(Records from a dataset)
★ ★ ★ ★ ★
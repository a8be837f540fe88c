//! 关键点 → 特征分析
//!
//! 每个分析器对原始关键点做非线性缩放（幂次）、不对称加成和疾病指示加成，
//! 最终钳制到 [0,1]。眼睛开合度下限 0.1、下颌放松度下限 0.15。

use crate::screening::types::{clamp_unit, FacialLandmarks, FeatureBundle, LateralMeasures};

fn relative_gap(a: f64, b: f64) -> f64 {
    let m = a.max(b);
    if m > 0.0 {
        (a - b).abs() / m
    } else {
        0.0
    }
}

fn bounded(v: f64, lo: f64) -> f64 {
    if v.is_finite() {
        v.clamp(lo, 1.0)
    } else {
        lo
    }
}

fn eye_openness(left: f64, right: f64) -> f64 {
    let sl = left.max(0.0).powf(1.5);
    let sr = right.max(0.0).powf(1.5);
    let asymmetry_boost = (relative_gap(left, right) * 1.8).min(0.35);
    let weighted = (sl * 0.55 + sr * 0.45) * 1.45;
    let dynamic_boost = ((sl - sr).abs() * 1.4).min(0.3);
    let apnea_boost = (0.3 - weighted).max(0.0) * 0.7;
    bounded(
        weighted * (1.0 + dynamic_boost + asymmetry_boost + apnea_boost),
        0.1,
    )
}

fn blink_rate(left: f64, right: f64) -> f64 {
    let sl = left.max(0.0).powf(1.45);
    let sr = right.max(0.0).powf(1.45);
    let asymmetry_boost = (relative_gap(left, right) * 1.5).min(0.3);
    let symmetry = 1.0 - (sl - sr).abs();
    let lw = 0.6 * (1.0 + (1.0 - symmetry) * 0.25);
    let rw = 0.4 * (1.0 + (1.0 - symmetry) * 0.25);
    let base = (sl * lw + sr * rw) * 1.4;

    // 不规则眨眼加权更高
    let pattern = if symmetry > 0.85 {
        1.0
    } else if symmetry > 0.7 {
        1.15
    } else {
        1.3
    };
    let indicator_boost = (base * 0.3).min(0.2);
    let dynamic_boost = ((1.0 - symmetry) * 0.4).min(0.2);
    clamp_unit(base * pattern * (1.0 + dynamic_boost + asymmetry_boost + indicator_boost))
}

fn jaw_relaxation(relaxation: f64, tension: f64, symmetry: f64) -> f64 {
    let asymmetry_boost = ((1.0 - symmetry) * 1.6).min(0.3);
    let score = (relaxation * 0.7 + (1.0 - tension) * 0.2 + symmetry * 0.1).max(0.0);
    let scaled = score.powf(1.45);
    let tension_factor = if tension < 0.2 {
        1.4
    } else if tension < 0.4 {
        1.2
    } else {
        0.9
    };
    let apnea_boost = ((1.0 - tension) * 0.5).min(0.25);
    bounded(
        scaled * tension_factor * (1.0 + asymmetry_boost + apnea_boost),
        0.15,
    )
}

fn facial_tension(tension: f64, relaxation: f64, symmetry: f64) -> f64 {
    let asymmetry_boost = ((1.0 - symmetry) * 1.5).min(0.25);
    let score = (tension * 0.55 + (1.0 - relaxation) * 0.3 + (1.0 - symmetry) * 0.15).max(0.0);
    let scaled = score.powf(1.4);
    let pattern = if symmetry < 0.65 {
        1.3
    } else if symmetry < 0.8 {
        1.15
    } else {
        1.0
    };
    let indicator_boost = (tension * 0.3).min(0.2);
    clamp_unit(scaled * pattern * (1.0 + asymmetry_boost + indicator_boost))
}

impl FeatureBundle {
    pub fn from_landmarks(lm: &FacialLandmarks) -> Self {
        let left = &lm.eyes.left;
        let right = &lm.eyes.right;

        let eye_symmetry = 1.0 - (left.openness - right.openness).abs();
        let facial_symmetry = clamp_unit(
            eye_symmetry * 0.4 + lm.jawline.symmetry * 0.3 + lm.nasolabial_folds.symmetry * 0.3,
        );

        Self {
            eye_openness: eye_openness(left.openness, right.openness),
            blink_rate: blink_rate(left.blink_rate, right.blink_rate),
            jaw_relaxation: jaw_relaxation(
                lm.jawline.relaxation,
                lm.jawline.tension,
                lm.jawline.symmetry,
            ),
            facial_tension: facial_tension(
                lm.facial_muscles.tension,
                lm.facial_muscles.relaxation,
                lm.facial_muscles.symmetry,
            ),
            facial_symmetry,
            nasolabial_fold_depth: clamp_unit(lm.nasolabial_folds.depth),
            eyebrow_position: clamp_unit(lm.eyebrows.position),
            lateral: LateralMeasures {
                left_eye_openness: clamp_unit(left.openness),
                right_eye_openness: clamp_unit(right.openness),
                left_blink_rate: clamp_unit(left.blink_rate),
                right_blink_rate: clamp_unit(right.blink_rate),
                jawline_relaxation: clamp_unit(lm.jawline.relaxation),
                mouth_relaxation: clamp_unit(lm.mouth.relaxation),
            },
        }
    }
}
★ ★ ★ ★ ★
● Brief
Copy all the lines from the data above that hold the word "powf".

● Your solution
    let sl = left.max(0.0).powf(1.5);
    let sr = right.max(0.0).powf(1.5);
    let sl = left.max(0.0).powf(1.45);
    let sr = right.max(0.0).powf(1.45);
    let scaled = score.powf(1.45);
    let scaled = score.powf(1.4);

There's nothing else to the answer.